隠れる夜の月

 あれだけあからさまにされては、認識せざるを得ない。
 無理もなかった。あんな唐突にとんでもない発言をしたあげく、結婚前提での交際を申し込んだのだ。拓己のことを単なる「職場の先輩」としか思っていないのなら、断る文句に困ってしまうだろう。
 困った末に「避けていればあきらめてくれるかも」と考えたとしても、不思議ではない。

 あるいは。

『ダメですよ、他の人にそんな冗談言っちゃ。
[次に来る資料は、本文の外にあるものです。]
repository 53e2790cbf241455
use std::collections::HashMap;

use sea_orm::{ColumnTrait, Condition, EntityTrait, QueryFilter, QueryOrder, QuerySelect};
use uuid::Uuid;

use crate::{
    dto::orders::{ReceiptView, SummaryList},
    entity::{
        order_lines::{Column as LineCol, Entity as OrderLines},
        orders::{Column as OrderCol, Entity as Orders},
        products::{Column as ProdCol, Entity as Products},
        session_notices::Entity as SessionNotices,
        sessions::Entity as Sessions,
    },
    error::{AppError, AppResult},
    middleware::auth::{AuthUser, ensure_admin},
    models::ReceiptLine,
    response::{ApiResponse, Meta},
    settlement::{self, CatalogEntry, ReceiptInput, ShipConfig},
    shipping::ShippingMethod,
    state::AppState,
};

/// Shown when a line references a product row that no longer resolves.
/// Soft-deleted products still resolve; this covers genuinely lost rows.
const MISSING_PRODUCT_NAME: &str = "(deleted product)";

/// Renders the settlement document for one order. Works for deleted
/// orders and deleted sessions too — money already changed hands, so
/// the receipt must stay reachable by token.
pub async fn receipt_by_token(state: &AppState, token: &str) -> AppResult<ApiResponse<ReceiptView>> {
    let order = Orders::find()
        .filter(OrderCol::EditToken.eq(token))
        .one(&state.orm)
        .await?;
    let order = match order {
        Some(o) => o,
        None => return Err(AppError::NotFound),
    };

    let session = Sessions::find_by_id(order.session_id)
        .one(&state.orm)
        .await?
        .ok_or(AppError::NotFound)?;
    let cfg = ShipConfig {
        threshold: session.ship_threshold,
        fee_normal: session.ship_fee_normal,
        fee_jeju: session.ship_fee_jeju,
    };

    let lines = OrderLines::find()
        .filter(LineCol::OrderId.eq(order.id))
        .all(&state.orm)
        .await?;

    // Names come from the catalog regardless of product visibility;
    // amounts come from the line snapshots, never from live prices.
    let product_ids: Vec<Uuid> = lines.iter().map(|l| l.product_id).collect();
    let names: HashMap<Uuid, String> = Products::find()
        .filter(ProdCol::Id.is_in(product_ids))
        .all(&state.orm)
        .await?
        .into_iter()
        .map(|p| (p.id, p.name))
        .collect();

    let receipt_lines: Vec<ReceiptLine> = lines
        .into_iter()
        .map(|l| ReceiptLine {
            product_id: l.product_id,
            name: names
                .get(&l.product_id)
                .cloned()
                .unwrap_or_else(|| MISSING_PRODUCT_NAME.to_string()),
            qty: l.qty as i64,
            amount: l.amount,
        })
        .collect();

    let receipt = settlement::compute_receipt(
        ReceiptInput {
            session_id: order.session_id,
            nickname: order.nickname,
            shipping: ShippingMethod::parse(&order.shipping),
            phone: order.phone,
            postal_code: order.postal_code,
            address1: order.address1,
            address2: order.address2,
            lines: receipt_lines,
        },
        &cfg,
    );

    let notice = SessionNotices::find_by_id(order.session_id)
        .one(&state.orm)
        .await?
        .map(|n| n.notice)
        .unwrap_or_default();

    Ok(ApiResponse::success(
        "Receipt",
        ReceiptView { receipt, notice },
        None,
    ))
}

/// Per-product sales aggregate for one session. Deleted orders'
/// quantities are excluded from revenue but never physically erased;
/// deleted products stay in the report because their history is real.
pub async fn session_summary(
    state: &AppState,
    user: &AuthUser,
    session_id: Uuid,
) -> AppResult<ApiResponse<SummaryList>> {
    ensure_admin(user)?;

    let session = Sessions::find_by_id(session_id).one(&state.orm).await?;
    if session.is_none() {
        return Err(AppError::NotFound);
    }

    let catalog: Vec<CatalogEntry> = Products::find()
        .filter(ProdCol::SessionId.eq(session_id))
        .order_by_asc(ProdCol::SortOrder)
        .all(&state.orm)
        .await?
        .into_iter()
        .map(|p| CatalogEntry {
            product_id: p.id,
            name: p.name,
            price: p.price,
            sort_order: p.sort_order,
        })
        .collect();

    let live_order_ids: Vec<Uuid> = Orders::find()
        .filter(
            Condition::all()
                .add(OrderCol::SessionId.eq(session_id))
                .add(OrderCol::DeletedAt.is_null()),
        )
        .select_only()
        .column(OrderCol::Id)
        .into_tuple()
        .all(&state.orm)
        .await?;

    let sold_lines: Vec<(Uuid, i64, i64)> = if live_order_ids.is_empty() {
        Vec::new()
    } else {
        OrderLines::find()
            .filter(LineCol::OrderId.is_in(live_order_ids))
            .all(&state.orm)
            .await?
            .into_iter()
            .map(|l| (l.product_id, l.qty as i64, l.amount))
            .collect()
    };

    let rows = settlement::summarize(catalog, &sold_lines);
    let meta = Meta::total_only(rows.len() as i64);
    Ok(ApiResponse::success(
        "Session summary",
        SummaryList { rows },
        Some(meta),
    ))
}
pub mod auth;
pub mod orders;
pub mod products;
pub mod sessions;
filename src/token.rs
use base64::Engine;
use base64::engine::general_purpose::URL_SAFE_NO_PAD;
use rand::RngCore;

/// Entropy carried by an edit token: 24 bytes, 192 bits.
const TOKEN_BYTES: usize = 24;

/// Generate the capability token that authorizes viewing and editing one
/// order without a login. URL-safe, no padding (32 chars).
pub fn generate_edit_token() -> String {
    let mut bytes = [0u8; TOKEN_BYTES];
    rand::thread_rng().fill_bytes(&mut bytes);
    URL_SAFE_NO_PAD.encode(bytes)
}

#[cfg(test)]
mod tests {
    use super::*;

    #[test]
    fn token_is_url_safe_and_long_enough() {
        let token = generate_edit_token();
        assert_eq!(token.len(), 32);
        assert!(
            token
                .chars()
                .all(|c| c.is_ascii_alphanumeric() || c == '-' || c == '_')
        );
    }

    #[test]
    fn tokens_do_not_repeat() {
        let a = generate_edit_token();
        let b = generate_edit_token();
        assert_ne!(a, b);
    }
}
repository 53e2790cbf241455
use anyhow::Result;
use sea_orm::{Database, DatabaseConnection};
use sqlx::postgres::PgPoolOptions;

pub type DbPool = sqlx::PgPool;
pub type OrmConn = DatabaseConnection;

/// Create the sqlx pool used for migrations, audit writes and auth lookups.
pub async fn create_pool(database_url: &str) -> Result<DbPool> {
    let pool = PgPoolOptions::new()
        .max_connections(10)
        .connect(database_url)
        .await?;
    Ok(pool)
}

/// Create a SeaORM connection for the catalog/order services.
pub async fn create_orm_conn(database_url: &str) -> Result<OrmConn> {
    let conn = Database::connect(database_url).await?;
    Ok(conn)
}

pub async fn run_migrations(pool: &DbPool) -> Result<()> {
    sqlx::migrate!("./migrations").run(pool).await?;
    Ok(())
}
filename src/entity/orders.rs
use sea_orm::entity::prelude::*;

#[derive(Clone, Debug, PartialEq, DeriveEntityModel)]
#[sea_orm(table_name = "orders")]
pub struct Model {
    #[sea_orm(primary_key)]
    pub id: Uuid,
    pub session_id: Uuid,
    pub nickname: String,
    pub phone: Option<String>,
    pub shipping: String,
    pub postal_code: Option<String>,
    pub address1: Option<String>,
    pub address2: Option<String>,
    #[sea_orm(unique)]
    pub edit_token: String,
    pub total_qty: i64,
    pub total_amount: i64,
    pub is_manual: bool,
    pub paid_at: Option<DateTimeWithTimeZone>,
    pub shipped_at: Option<DateTimeWithTimeZone>,
    pub deleted_at: Option<DateTimeWithTimeZone>,
    pub created_at: DateTimeWithTimeZone,
    pub updated_at: DateTimeWithTimeZone,
}

#[derive(Copy, Clone, Debug, EnumIter, DeriveRelation)]
pub enum Relation {
    #[sea_orm(
        belongs_to = "super::sessions::Entity",
        from = "Column::SessionId",
        to = "super::sessions::Column::Id"
    )]
    Sessions,
    #[sea_orm(has_many = "super::order_lines::Entity")]
    OrderLines,
}

impl Related<super::sessions::Entity> for Entity {
    fn to() -> RelationDef {
        Relation::Sessions.def()
    }
}

impl Related<super::order_lines::Entity> for Entity {
    fn to() -> RelationDef {
        Relation::OrderLines.def()
    }
}

impl ActiveModelBehavior for ActiveModel {}
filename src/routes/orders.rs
use axum::{
    Json, Router,
    extract::{Path, State},
    routing::{get, post, put},
};

use crate::{
    dto::orders::{CreateOrderRequest, OrderWithLines, UpdateOrderRequest},
    error::AppResult,
    response::ApiResponse,
    services::order_service,
    state::AppState,
};

pub fn router() -> Router<AppState> {
    Router::new()
        .route("/", post(create_order))
        .route("/{token}", get(get_order))
        .route("/{token}", put(update_order))
}

#[utoipa::path(
    post,
    path = "/api/orders",
    request_body = CreateOrderRequest,
    responses(
        (status = 200, description = "Order accepted", body = ApiResponse<OrderWithLines>),
        (status = 400, description = "Invalid submission"),
        (status = 404, description = "Unknown session or product"),
        (status = 409, description = "Session closed/deleted or product not orderable"),
    ),
    tag = "Orders"
)]
pub async fn create_order(
    State(state): State<AppState>,
    Json(payload): Json<CreateOrderRequest>,
) -> AppResult<Json<ApiResponse<OrderWithLines>>> {
    let resp = order_service::create_order(&state, payload).await?;
    Ok(Json(resp))
}

#[utoipa::path(
    get,
    path = "/api/orders/{token}",
    params(
        ("token" = String, Path, description = "Order edit token")
    ),
    responses(
        (status = 200, description = "Order with lines", body = ApiResponse<OrderWithLines>),
        (status = 404, description = "Token does not resolve"),
    ),
    tag = "Orders"
)]
pub async fn get_order(
    State(state): State<AppState>,
    Path(token): Path<String>,
) -> AppResult<Json<ApiResponse<OrderWithLines>>> {
    let resp = order_service::get_order_by_token(&state, &token).await?;
    Ok(Json(resp))
}

#[utoipa::path(
    put,
    path = "/api/orders/{token}",
    params(
        ("token" = String, Path, description = "Order edit token")
    ),
    request_body = UpdateOrderRequest,
    responses(
        (status = 200, description = "Order replaced", body = ApiResponse<OrderWithLines>),
        (status = 400, description = "Invalid submission"),
        (status = 404, description = "Token does not resolve"),
        (status = 409, description = "Session closed/deleted or product not orderable"),
    ),
    tag = "Orders"
)]
pub async fn update_order(
    State(state): State<AppState>,
    Path(token): Path<String>,
    Json(payload): Json<UpdateOrderRequest>,
) -> AppResult<Json<ApiResponse<OrderWithLines>>> {
    let resp = order_service::update_order(&state, &token, payload).await?;
    Ok(Json(resp))
}
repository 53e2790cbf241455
use sea_orm::entity::prelude::*;

#[derive(Clone, Debug, PartialEq, DeriveEntityModel)]
#[sea_orm(table_name = "order_lines")]
pub struct Model {
    #[sea_orm(primary_key)]
    pub id: Uuid,
    pub order_id: Uuid,
    pub product_id: Uuid,
    pub qty: i32,
    pub unit_price: i64,
    pub amount: i64,
    pub created_at: DateTimeWithTimeZone,
}

#[derive(Copy, Clone, Debug, EnumIter, DeriveRelation)]
pub enum Relation {
    #[sea_orm(
        belongs_to = "super::orders::Entity",
        from = "Column::OrderId",
        to = "super::orders::Column::Id"
    )]
    Orders,
    #[sea_orm(
        belongs_to = "super::products::Entity",
        from = "Column::ProductId",
        to = "super::products::Column::Id"
    )]
    Products,
}

impl Related<super::orders::Entity> for Entity {
    fn to() -> RelationDef {
        Relation::Orders.def()
    }
}

impl Related<super::products::Entity> for Entity {
    fn to() -> RelationDef {
        Relation::Products.def()
    }
}

impl ActiveModelBehavior for ActiveModel {}
use sea_orm::entity::prelude::*;

#[derive(Clone, Debug, PartialEq, DeriveEntityModel)]
#[sea_orm(table_name = "session_notices")]
pub struct Model {
    #[sea_orm(primary_key, auto_increment = false)]
    pub session_id: Uuid,
    pub notice: String,
    pub updated_at: DateTimeWithTimeZone,
}

#[derive(Copy, Clone, Debug, EnumIter, DeriveRelation)]
pub enum Relation {
    #[sea_orm(
        belongs_to = "super::sessions::Entity",
        from = "Column::SessionId",
        to = "super::sessions::Column::Id"
    )]
    Sessions,
}

impl Related<super::sessions::Entity> for Entity {
    fn to() -> RelationDef {
        Relation::Sessions.def()
    }
}

impl ActiveModelBehavior for ActiveModel {}
use serde_json::Value;
use uuid::Uuid;

use crate::{db::DbPool, error::AppResult};

/// Append one admin action to the audit trail. Callers treat failures as
/// non-fatal: the mutation already committed, so they only warn.
pub async fn log_audit(
    pool: &DbPool,
    admin_id: Option<Uuid>,
    action: &str,
    resource: Option<&str>,
    metadata: Option<Value>,
) -> AppResult<()> {
    sqlx::query(
        r#"
        INSERT INTO audit_logs (id, user_id, action, resource, metadata)
        VALUES ($1, $2, $3, $4, $5)
        "#,
    )
    .bind(Uuid::new_v4())
    .bind(admin_id)
    .bind(action)
    .bind(resource)
    .bind(metadata)
    .execute(pool)
    .await?;

    tracing::debug!(action, "audit recorded");
    Ok(())
}
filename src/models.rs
use chrono::{DateTime, Utc};
use serde::{Deserialize, Serialize};
use utoipa::ToSchema;
use uuid::Uuid;

use crate::shipping::ShippingMethod;

#[derive(Debug, Serialize, Deserialize, ToSchema)]
pub struct Session {
    pub id: Uuid,
    pub title: String,
    pub is_closed: bool,
    pub ship_threshold: i64,
    pub ship_fee_normal: i64,
    pub ship_fee_jeju: i64,
    pub deleted_at: Option<DateTime<Utc>>,
    pub created_at: DateTime<Utc>,
}

#[derive(Debug, Serialize, Deserialize, ToSchema)]
pub struct Product {
    pub id: Uuid,
    pub session_id: Uuid,
    pub name: String,
    pub price: i64,
    pub image_url: Option<String>,
    pub is_active: bool,
    pub is_soldout: bool,
    pub sort_order: i32,
    pub deleted_at: Option<DateTime<Utc>>,
    pub created_at: DateTime<Utc>,
}

#[derive(Debug, Serialize, Deserialize, ToSchema)]
pub struct Order {
    pub id: Uuid,
    pub session_id: Uuid,
    pub nickname: String,
    pub phone: Option<String>,
    pub shipping: ShippingMethod,
    pub postal_code: Option<String>,
    pub address1: Option<String>,
    pub address2: Option<String>,
    pub edit_token: String,
    pub total_qty: i64,
    pub total_amount: i64,
    pub is_manual: bool,
    pub paid_at: Option<DateTime<Utc>>,
    pub shipped_at: Option<DateTime<Utc>>,
    pub deleted_at: Option<DateTime<Utc>>,
    pub created_at: DateTime<Utc>,
    pub updated_at: DateTime<Utc>,
}

#[derive(Debug, Serialize, Deserialize, ToSchema)]
pub struct OrderLine {
    pub id: Uuid,
    pub order_id: Uuid,
    pub product_id: Uuid,
    pub qty: i32,
    /// Product price captured when the line was accepted. Later price
    /// edits never change this.
    pub unit_price: i64,
    pub amount: i64,
    pub created_at: DateTime<Utc>,
}

/// One coalesced line on a rendered receipt.
#[derive(Debug, Clone, PartialEq, Serialize, Deserialize, ToSchema)]
pub struct ReceiptLine {
    pub product_id: Uuid,
    pub name: String,
    pub qty: i64,
    pub amount: i64,
}

#[derive(Debug, Clone, PartialEq, Serialize, Deserialize, ToSchema)]
pub struct Receipt {
    pub session_id: Uuid,
    pub nickname: String,
    pub shipping: ShippingMethod,
    pub phone: String,
    pub address: String,
    pub goods_total: i64,
    pub shipping_fee: i64,
    pub final_total: i64,
    pub lines: Vec<ReceiptLine>,
}

/// Per-product sales aggregate across a session's non-deleted orders.
#[derive(Debug, Clone, PartialEq, Serialize, Deserialize, ToSchema)]
pub struct SummaryRow {
    pub product_id: Uuid,
    pub name: String,
    pub price: i64,
    pub sold_qty: i64,
    pub revenue: i64,
}
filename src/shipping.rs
use serde::{Deserialize, Serialize};
use utoipa::ToSchema;

/// Canonical shipping method. Two external vocabularies map into it:
/// the customer form ("일반" / "제주/도서" / "픽업") and the admin
/// manual-entry form ("택배" / in-person / other).
#[derive(Debug, Clone, Copy, PartialEq, Eq, Serialize, Deserialize, ToSchema)]
#[serde(rename_all = "snake_case")]
pub enum ShippingMethod {
    Standard,
    Island,
    Pickup,
    Courier,
    InPerson,
    Other,
}

/// Fee bracket used by the settlement engine. Selection happens here,
/// amounts come from the session's shipping config.
#[derive(Debug, Clone, Copy, PartialEq, Eq)]
pub enum FeeTier {
    Free,
    Normal,
    Remote,
}

impl ShippingMethod {
    /// Accepts both external vocabularies plus the canonical names.
    /// Unknown values become `Other` so settlement never fails on
    /// vocabulary drift; `Other` is fee-tiered as normal shipping.
    pub fn parse(value: &str) -> Self {
        match value.trim() {
            "standard" | "일반" => Self::Standard,
            "island" | "제주/도서" | "제주-도서" => Self::Island,
            "pickup" | "픽업" => Self::Pickup,
            "courier" | "택배" => Self::Courier,
            "in_person" | "in-person" | "대면" => Self::InPerson,
            _ => Self::Other,
        }
    }

    pub fn fee_tier(self) -> FeeTier {
        match self {
            // Nothing leaves the seller's hands by carrier.
            Self::Pickup | Self::InPerson => FeeTier::Free,
            Self::Island => FeeTier::Remote,
            Self::Standard | Self::Courier | Self::Other => FeeTier::Normal,
        }
    }

    pub fn as_str(self) -> &'static str {
        match self {
            Self::Standard => "standard",
            Self::Island => "island",
            Self::Pickup => "pickup",
            Self::Courier => "courier",
            Self::InPerson => "in_person",
            Self::Other => "other",
        }
    }
}

#[cfg(test)]
mod tests {
    use super::*;

    #[test]
    fn customer_vocabulary_maps_to_canonical_methods() {
        assert_eq!(ShippingMethod::parse("일반"), ShippingMethod::Standard);
        assert_eq!(ShippingMethod::parse("제주/도서"), ShippingMethod::Island);
        assert_eq!(ShippingMethod::parse("픽업"), ShippingMethod::Pickup);
    }

    #[test]
    fn manual_entry_vocabulary_maps_to_canonical_methods() {
        assert_eq!(ShippingMethod::parse("택배"), ShippingMethod::Courier);
        assert_eq!(ShippingMethod::parse("in-person"), ShippingMethod::InPerson);
    }

    #[test]
    fn unknown_values_fall_back_to_other_with_normal_tier() {
        let method = ShippingMethod::parse("drone-drop");
        assert_eq!(method, ShippingMethod::Other);
        assert_eq!(method.fee_tier(), FeeTier::Normal);
    }

    #[test]
    fn fee_tiers() {
        assert_eq!(ShippingMethod::Standard.fee_tier(), FeeTier::Normal);
        assert_eq!(ShippingMethod::Courier.fee_tier(), FeeTier::Normal);
        assert_eq!(ShippingMethod::Island.fee_tier(), FeeTier::Remote);
        assert_eq!(ShippingMethod::Pickup.fee_tier(), FeeTier::Free);
        assert_eq!(ShippingMethod::InPerson.fee_tier(), FeeTier::Free);
    }

    #[test]
    fn round_trips_through_storage_form() {
        for method in [
            ShippingMethod::Standard,
            ShippingMethod::Island,
            ShippingMethod::Pickup,
            ShippingMethod::Courier,
            ShippingMethod::InPerson,
            ShippingMethod::Other,
        ] {
            assert_eq!(ShippingMethod::parse(method.as_str()), method);
        }
    }
}
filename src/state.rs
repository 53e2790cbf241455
use crate::db::{DbPool, OrmConn};

#[derive(Clone)]
pub struct AppState {
    pub pool: DbPool,
    pub orm: OrmConn,
}
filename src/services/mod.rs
pub mod auth_service;
pub mod order_service;
pub mod product_service;
pub mod session_service;
pub mod settlement_service;
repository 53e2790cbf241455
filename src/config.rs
use std::env;

/// Runtime configuration, read once at startup. `DATABASE_URL` is the
/// only required variable; the bind address falls back to
/// 127.0.0.1:3000 so a bare `.env` with the database is enough for
/// local work.
#[derive(Debug, Clone)]
pub struct AppConfig {
    pub database_url: String,
    pub host: String,
    pub port: u16,
}

impl AppConfig {
    pub fn from_env() -> anyhow::Result<Self> {
        let database_url = env::var("DATABASE_URL")
            .map_err(|_| anyhow::anyhow!("DATABASE_URL is not set"))?;
        let host = env::var("APP_HOST").unwrap_or_else(|_| "127.0.0.1".to_string());
        let port = env::var("APP_PORT")
            .ok()
            .and_then(|p| p.parse::<u16>().ok())
            .unwrap_or(3000);
        Ok(Self {
            database_url,
            host,
            port,
        })
    }
}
本気にされて大変ですよ』

 まさか三花は、本気にしなかったというのだろうか。

 ――それも、考えてみるとあり得ることではあった。
 これまで、三花に対して好感は持っていたが、最近までその感情を「妹に感じる親愛の情みたいなもの」とずっと思い込んできたのだ。だから、彼女に接する際に緊張して近寄れないとか言葉に詰まるとか、いわゆる恋する男的な反応をしたことはなかった。
 それゆえに三花が、拓己の気持ちを「勘違い」しているのだとしても、おかしくはなかった。

 あれほど真剣に伝えたのに、本気と受け取られていないかもしれない、と思ったら――なかなかにショックが大きい。
 だがこの五年間、三花にそれらしいアプローチをしたことなど皆無だったのだ。拓己が自分に想いを寄せている、とは思えなくてもそれはそれで仕方ない。